“I must say a word about fear. It is life's only true opponent. Only fear can defeat life. It is a clever, treacherous adversary, how well I know. It has no decency, respects no law or convention, shows no mercy. It goes for your weakest spot, which it finds with unnerving ease. It begins in your mind, always ... so you must fight hard to express it. You must fight hard to shine the light of words upon it.
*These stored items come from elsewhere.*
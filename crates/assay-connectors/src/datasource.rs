//! A datasource composes named data connectors with one execution engine.

use std::collections::BTreeMap;
use std::sync::Arc;

use assay_core::{Batch, BatchMarkers, BatchRequest, DataFusionEngine, ExecutionEngine};
use datafusion::prelude::SessionContext;
use serde_json::Value;
use tracing::{debug, info};

use crate::config::DatasourceConfig;
use crate::connector::DataConnector;
use crate::error::ConnectorError;
use crate::factory::{BuildContext, ConnectorRegistry};

pub struct Datasource {
    name: String,
    data_connectors: BTreeMap<String, DataConnector>,
    execution_engine: Arc<dyn ExecutionEngine>,
}

impl Datasource {
    pub fn new(name: impl Into<String>, execution_engine: Arc<dyn ExecutionEngine>) -> Self {
        Self {
            name: name.into(),
            data_connectors: BTreeMap::new(),
            execution_engine,
        }
    }

    /// Build a datasource from a `{execution_engine, data_connectors}` document.
    pub fn from_config(
        name: &str,
        config: &Value,
        registry: &ConnectorRegistry,
    ) -> Result<Self, ConnectorError> {
        Self::from_config_with_context(name, config, registry, SessionContext::new())
    }

    /// Like [`from_config`](Self::from_config), sharing `session` between the
    /// engine and any SQL connectors without a connection string.
    pub fn from_config_with_context(
        name: &str,
        config: &Value,
        registry: &ConnectorRegistry,
        session: SessionContext,
    ) -> Result<Self, ConnectorError> {
        let config: DatasourceConfig = serde_json::from_value(config.clone())?;

        let engine: Arc<dyn ExecutionEngine> = match config.execution_engine.class_name.as_str() {
            "DataFusionEngine" => Arc::new(DataFusionEngine::with_context(session.clone())),
            other => {
                return Err(ConnectorError::Config(format!(
                    "unknown execution engine class_name '{}'",
                    other
                )))
            }
        };

        let ctx = BuildContext::new(name).with_session(session);
        let mut datasource = Self::new(name, engine);
        for (connector_name, connector_config) in &config.data_connectors {
            let connector = registry.build_connector(connector_name, connector_config, &ctx)?;
            datasource.add_data_connector(connector)?;
        }
        info!(
            "Datasource '{}' configured with {} data connector(s)",
            datasource.name,
            datasource.data_connectors.len()
        );
        Ok(datasource)
    }

    pub fn name(&self) -> &str {
        &self.name
    }

    pub fn add_data_connector(&mut self, connector: DataConnector) -> Result<(), ConnectorError> {
        if connector.execution_environment_name() != self.name {
            return Err(ConnectorError::Config(format!(
                "data connector '{}' belongs to execution environment '{}', not '{}'",
                connector.name(),
                connector.execution_environment_name(),
                self.name
            )));
        }
        if self.data_connectors.contains_key(connector.name()) {
            return Err(ConnectorError::Config(format!(
                "datasource '{}' already has a data connector named '{}'",
                self.name,
                connector.name()
            )));
        }
        debug!("Datasource '{}' added data connector '{}'", self.name, connector.name());
        self.data_connectors
            .insert(connector.name().to_string(), connector);
        Ok(())
    }

    pub fn data_connector_names(&self) -> Vec<&str> {
        self.data_connectors.keys().map(String::as_str).collect()
    }

    pub fn data_connector(&self, name: &str) -> Result<&DataConnector, ConnectorError> {
        self.data_connectors.get(name).ok_or_else(|| self.unknown_connector(name))
    }

    pub fn data_connector_mut(&mut self, name: &str) -> Result<&mut DataConnector, ConnectorError> {
        let err = self.unknown_connector(name);
        self.data_connectors.get_mut(name).ok_or(err)
    }

    fn unknown_connector(&self, name: &str) -> ConnectorError {
        ConnectorError::NotFound(format!(
            "data connector '{}' is not part of datasource '{}' (known: {:?})",
            name,
            self.name,
            self.data_connector_names()
        ))
    }

    /// Resolve a request to materialized batches, in the connector's sort order.
    pub async fn get_batch_list_from_batch_request(
        &self,
        batch_request: &BatchRequest,
    ) -> Result<Vec<Batch>, ConnectorError> {
        if let Some(env) = batch_request.execution_environment_name.as_deref() {
            if env != self.name {
                return Err(ConnectorError::InvalidRequest(format!(
                    "batch request names execution environment '{}' but was sent to '{}'",
                    env, self.name
                )));
            }
        }
        let connector_name = batch_request.data_connector_name.as_deref().ok_or_else(|| {
            ConnectorError::AmbiguousRequest("batch request must name a data connector".to_string())
        })?;
        let connector = self.data_connector(connector_name)?;

        let batch_definitions = connector
            .get_batch_definition_list_from_batch_request(batch_request)
            .await?;

        let mut batches = Vec::with_capacity(batch_definitions.len());
        for batch_definition in batch_definitions {
            let batch_spec = connector.build_batch_spec_from_batch_definition(&batch_definition)?;
            let data = self.execution_engine.get_batch_data(&batch_spec).await?;
            debug!(
                "Loaded {} row(s) for {} from {} spec",
                data.num_rows(),
                batch_definition,
                batch_spec.kind()
            );
            batches.push(Batch {
                data,
                batch_definition,
                batch_spec,
                batch_markers: BatchMarkers::now(),
            });
        }
        info!(
            "Datasource '{}' loaded {} batch(es) from data connector '{}'",
            self.name,
            batches.len(),
            connector_name
        );
        Ok(batches)
    }

    /// Resolve a request that must identify exactly one batch.
    pub async fn get_batch(&self, batch_request: &BatchRequest) -> Result<Batch, ConnectorError> {
        let mut batches = self.get_batch_list_from_batch_request(batch_request).await?;
        match batches.len() {
            1 => Ok(batches.remove(0)),
            n => Err(ConnectorError::AmbiguousRequest(format!(
                "batch request resolved to {} batches, expected exactly one",
                n
            ))),
        }
    }

    /// Asset names per data connector.
    pub async fn get_available_data_asset_names(
        &self,
    ) -> Result<BTreeMap<String, Vec<String>>, ConnectorError> {
        let mut names = BTreeMap::new();
        for (connector_name, connector) in &self.data_connectors {
            names.insert(
                connector_name.clone(),
                connector.get_available_data_asset_names().await?,
            );
        }
        Ok(names)
    }

    /// Refresh every connector's reference cache.
    pub async fn refresh_data_references_caches(&self) -> Result<(), ConnectorError> {
        for connector in self.data_connectors.values() {
            connector.refresh_data_references_cache().await?;
        }
        Ok(())
    }
}

impl std::fmt::Debug for Datasource {
    fn fmt(&self, f: &mut std::fmt::Formatter<'_>) -> std::fmt::Result {
        f.debug_struct("Datasource")
            .field("name", &self.name)
            .field("data_connectors", &self.data_connectors)
            .field("execution_engine", &self.execution_engine.class_name())
            .finish()
    }
}

#[cfg(test)]
mod tests {
    use super::*;
    use crate::dict::DictBackend;
    use crate::factory::default_registry;
    use serde_json::json;

    fn dict_connector(name: &str, env: &str) -> DataConnector {
        DataConnector::builder(name, env, Box::new(DictBackend::default()))
            .build()
            .unwrap()
    }

    #[test]
    fn test_add_data_connector_checks_environment_and_duplicates() {
        let mut datasource = Datasource::new("env", Arc::new(DataFusionEngine::new()));
        datasource.add_data_connector(dict_connector("a", "env")).unwrap();
        assert!(matches!(
            datasource.add_data_connector(dict_connector("a", "env")),
            Err(ConnectorError::Config(_))
        ));
        assert!(matches!(
            datasource.add_data_connector(dict_connector("b", "other")),
            Err(ConnectorError::Config(_))
        ));
        assert_eq!(datasource.data_connector_names(), vec!["a"]);
        assert!(datasource.data_connector_mut("a").is_ok());
    }

    #[tokio::test]
    async fn test_request_routing_errors() {
        let mut datasource = Datasource::new("env", Arc::new(DataFusionEngine::new()));
        datasource.add_data_connector(dict_connector("a", "env")).unwrap();

        let wrong_env = BatchRequest::for_asset("other", "a", "x");
        assert!(matches!(
            datasource.get_batch_list_from_batch_request(&wrong_env).await,
            Err(ConnectorError::InvalidRequest(_))
        ));

        let no_connector = BatchRequest::new().with_data_asset("x");
        assert!(matches!(
            datasource.get_batch_list_from_batch_request(&no_connector).await,
            Err(ConnectorError::AmbiguousRequest(_))
        ));

        let unknown = BatchRequest::for_asset("env", "zzz", "x");
        assert!(matches!(
            datasource.get_batch_list_from_batch_request(&unknown).await,
            Err(ConnectorError::NotFound(_))
        ));
    }

    #[tokio::test]
    async fn test_get_batch_requires_exactly_one() {
        let mut datasource = Datasource::new("env", Arc::new(DataFusionEngine::new()));
        datasource.add_data_connector(dict_connector("a", "env")).unwrap();
        let request = BatchRequest::for_asset("env", "a", "anything");
        assert!(matches!(
            datasource.get_batch(&request).await,
            Err(ConnectorError::AmbiguousRequest(_))
        ));
    }

    #[test]
    fn test_from_config_rejects_unknown_engine() {
        let result = Datasource::from_config(
            "env",
            &json!({"execution_engine": {"class_name": "SparkEngine"}}),
            &default_registry(),
        );
        assert!(matches!(result, Err(ConnectorError::Config(_))));
    }

    #[tokio::test]
    async fn test_from_config_builds_connectors() {
        let dir = tempfile::tempdir().unwrap();
        std::fs::write(dir.path().join("a_1.csv"), "x\n1\n").unwrap();

        let datasource = Datasource::from_config(
            "env",
            &json!({
                "execution_engine": {"class_name": "DataFusionEngine"},
                "data_connectors": {
                    "fs": {
                        "class_name": "FilesystemDataConnector",
                        "base_directory": dir.path(),
                        "default_regex": {
                            "pattern": "(.+)_(\\d+)\\.csv",
                            "group_names": ["data_asset_name", "id"]
                        }
                    }
                }
            }),
            &default_registry(),
        )
        .unwrap();
        assert_eq!(datasource.data_connector_names(), vec!["fs"]);

        let names = datasource.get_available_data_asset_names().await.unwrap();
        assert_eq!(names["fs"], vec!["a".to_string()]);
    }
}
Because if you don't, if your fear becomes a wordless darkness that you avoid, perhaps even manage to forget, you open yourself to further attacks of fear because you never truly fought the opponent who defeated you.”
the third part, here.
and the fourth part, here.
after we moved from my parents' basement, ben and i settled into our quiet life in the apartment in spanish fork. my anxiety as a mother to my son with special needs continued, and fear took on a new form: isolation. most of the time i kept to myself, taking long daily walks with caleb during good weather. i convinced myself it was just my homebody tendencies, but deep down i knew it wasn't true. this was more than just loving the comforts of my own home, this was creating a life of control, structure and order out of fear and survival. ben and i went through the motions of church callings, accomplishing what was required, but didn't open up to anyone outside of family and close friends about caleb's struggles and continual demands.
the high maintenance of caleb's care kept me occupied, and when others volunteered to baby-sit for me--even family--i kindly refused. truthfully, i still couldn't trust anyone except myself and ben to take care of him. on the rare occasion i said yes, i didn't relax during my time away, tortured with the "what if" questions spinning in my head. i was a classic "helicopter parent" before i even knew the definition of it.
fear continued to surround me in a storm, becoming my best friend. it fell like raindrops in every facet of my life, helping me create obsessive control that built a false sense of security. i didn't know that the frail bubble of fear i had formed to keep my son safe would soon pop, as they usually always do.
caleb had been having minor seizures starting at 10 days old, but when his 31 minute grand mal seizure happened when he was 18 mos old, i was traumatized. i realize that most mothers would be traumatized, but because i had already been working so closely with fear, letting it trick me into believing i was the one keeping him safe and alive....well, in those terrifying days following the seizure when i was home alone with him, i had to sit in the knowledge that i actually had no control over the situation. the trauma of having almost two years of built up fake-control and false-sense of security ripped away left me completely vulnerable and alone. i knew then that my best friend was my worst enemy, and a liar. the problem was, i didn't know yet how to fight back, combatting the lies with truth, or more importantly, how to leave the relationship with fear. so, i coped. i inched through each day, continuing to isolate, praying for God to help me to find a way out. i see now how He was preparing me to find that way, guiding me to a path that would require extremely hard work.
we were in our apartment for a year when we came to the conclusion that ben was in a dead-end job, and decided to put our life in God's hands. we prayed and made a list of what we could do to find a career path that would help us not only financially, but also emotionally.
ben knew he would never be satisfied in a cubicle. more than anything he wanted to help others but was unsure of which path to take. go back to school? take another pay cut to start in a field that was severely overworked and underpaid? so, we set a date, giving ourselves two months of searching every avenue. we told God that after two months if we were still out of options, we were going pick up our belongings and move to texas, which was where ben's oldest brother and family were living. we would risk it all for a fresh start. we picked january 22, 2007 as the day we would make our decision, and got to work.
i began job hunting for ben during the day, sending in resumes everywhere i could. he continued trying to transfer within his company, letting his boss and co-workers know he was looking for other options. they loved and valued him, but told him their hands were tied. ben interviewed for several jobs, and looked into higher education, but was only met with dead ends. as the date crept closer, we prepared ourselves for what seemed the inevitable--moving to texas. we began to get excited about a scary, but fresh start.
on the afternoon of january 22, i sat down to the computer one last time, searching for any other options. i found an online local newspaper and clicked on the classified section.
and there it was.
goosebumps ran up my arms as i read the job posting for a married couple to become "Family Teachers" in north carolina, managing and running a home filled with teenagers who had been diagnosed with mental and behavioral problems. tears filled my eyes--not because it was something i wanted to do. in fact, i felt the opposite, with zero desire to take this position. but when i read the words and researched the company, the tears filled my eyes because it was one of the very few and far-between moments in my life that i knew without a doubt, it was what we were supposed to do.
when ben arrived home that night, i showed him the job opening and he felt exactly the same way. we sent in our application and put off the move to texas, knowing we had been led to this very moment in our lives.
it was during this same time that my parents decided to divorce.